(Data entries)
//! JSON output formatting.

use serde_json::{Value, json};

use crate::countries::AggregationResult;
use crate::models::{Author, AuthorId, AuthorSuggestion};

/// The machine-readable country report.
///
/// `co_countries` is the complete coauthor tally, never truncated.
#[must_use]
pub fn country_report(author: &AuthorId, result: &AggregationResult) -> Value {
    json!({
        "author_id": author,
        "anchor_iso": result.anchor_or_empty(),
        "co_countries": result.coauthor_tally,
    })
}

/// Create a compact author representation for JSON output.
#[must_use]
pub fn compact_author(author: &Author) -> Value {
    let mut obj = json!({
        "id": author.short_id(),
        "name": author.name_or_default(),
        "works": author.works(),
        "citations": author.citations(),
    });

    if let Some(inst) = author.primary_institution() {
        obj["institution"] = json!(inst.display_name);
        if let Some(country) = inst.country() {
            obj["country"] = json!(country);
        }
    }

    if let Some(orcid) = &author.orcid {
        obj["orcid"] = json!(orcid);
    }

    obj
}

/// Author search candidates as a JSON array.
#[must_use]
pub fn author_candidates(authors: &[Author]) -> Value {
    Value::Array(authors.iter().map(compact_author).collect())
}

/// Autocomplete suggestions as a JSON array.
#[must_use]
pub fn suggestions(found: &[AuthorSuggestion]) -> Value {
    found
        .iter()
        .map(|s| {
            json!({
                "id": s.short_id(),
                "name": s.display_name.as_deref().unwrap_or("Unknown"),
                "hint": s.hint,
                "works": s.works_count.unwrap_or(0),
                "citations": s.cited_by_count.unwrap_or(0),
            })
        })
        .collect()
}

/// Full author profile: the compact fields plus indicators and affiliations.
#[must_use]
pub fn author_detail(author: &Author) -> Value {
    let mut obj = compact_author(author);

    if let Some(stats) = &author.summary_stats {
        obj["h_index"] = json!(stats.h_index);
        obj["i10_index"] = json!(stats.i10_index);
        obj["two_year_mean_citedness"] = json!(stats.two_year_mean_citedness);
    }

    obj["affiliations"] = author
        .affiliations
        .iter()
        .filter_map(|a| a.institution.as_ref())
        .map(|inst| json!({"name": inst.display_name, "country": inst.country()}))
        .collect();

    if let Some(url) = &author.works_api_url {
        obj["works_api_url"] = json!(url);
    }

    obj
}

• **WORK ITEM**: Output the records above in their entirety, exactly.

• **REPLY TO THE EXERCISE**:
//! JSON output formatting.

use serde_json::{Value, json};

use crate::countries::AggregationResult;
use crate::models::{Author, AuthorId, AuthorSuggestion};

/// The machine-readable country report.
///
/// `co_countries` is the complete coauthor tally, never truncated.
#[must_use]
pub fn country_report(author: &AuthorId, result: &AggregationResult) -> Value {
    json!({
        "author_id": author,
        "anchor_iso": result.anchor_or_empty(),
        "co_countries": result.coauthor_tally,
    })
}

/// Create a compact author representation for JSON output.
#[must_use]
pub fn compact_author(author: &Author) -> Value {
    let mut obj = json!({
        "id": author.short_id(),
        "name": author.name_or_default(),
        "works": author.works(),
        "citations": author.citations(),
    });

    if let Some(inst) = author.primary_institution() {
        obj["institution"] = json!(inst.display_name);
        if let Some(country) = inst.country() {
            obj["country"] = json!(country);
        }
    }

    if let Some(orcid) = &author.orcid {
        obj["orcid"] = json!(orcid);
    }

    obj
}

/// Author search candidates as a JSON array.
#[must_use]
pub fn author_candidates(authors: &[Author]) -> Value {
    Value::Array(authors.iter().map(compact_author).collect())
}

/// Autocomplete suggestions as a JSON array.
#[must_use]
pub fn suggestions(found: &[AuthorSuggestion]) -> Value {
    found
        .iter()
        .map(|s| {
            json!({
                "id": s.short_id(),
                "name": s.display_name.as_deref().unwrap_or("Unknown"),
                "hint": s.hint,
                "works": s.works_count.unwrap_or(0),
                "citations": s.cited_by_count.unwrap_or(0),
            })
        })
        .collect()
}

/// Full author profile: the compact fields plus indicators and affiliations.
#[must_use]
pub fn author_detail(author: &Author) -> Value {
    let mut obj = compact_author(author);

    if let Some(stats) = &author.summary_stats {
        obj["h_index"] = json!(stats.h_index);
        obj["i10_index"] = json!(stats.i10_index);
        obj["two_year_mean_citedness"] = json!(stats.two_year_mean_citedness);
    }

    obj["affiliations"] = author
        .affiliations
        .iter()
        .filter_map(|a| a.institution.as_ref())
        .map(|inst| json!({"name": inst.display_name, "country": inst.country()}))
        .collect();

    if let Some(url) = &author.works_api_url {
        obj["works_api_url"] = json!(url);
    }

    obj
}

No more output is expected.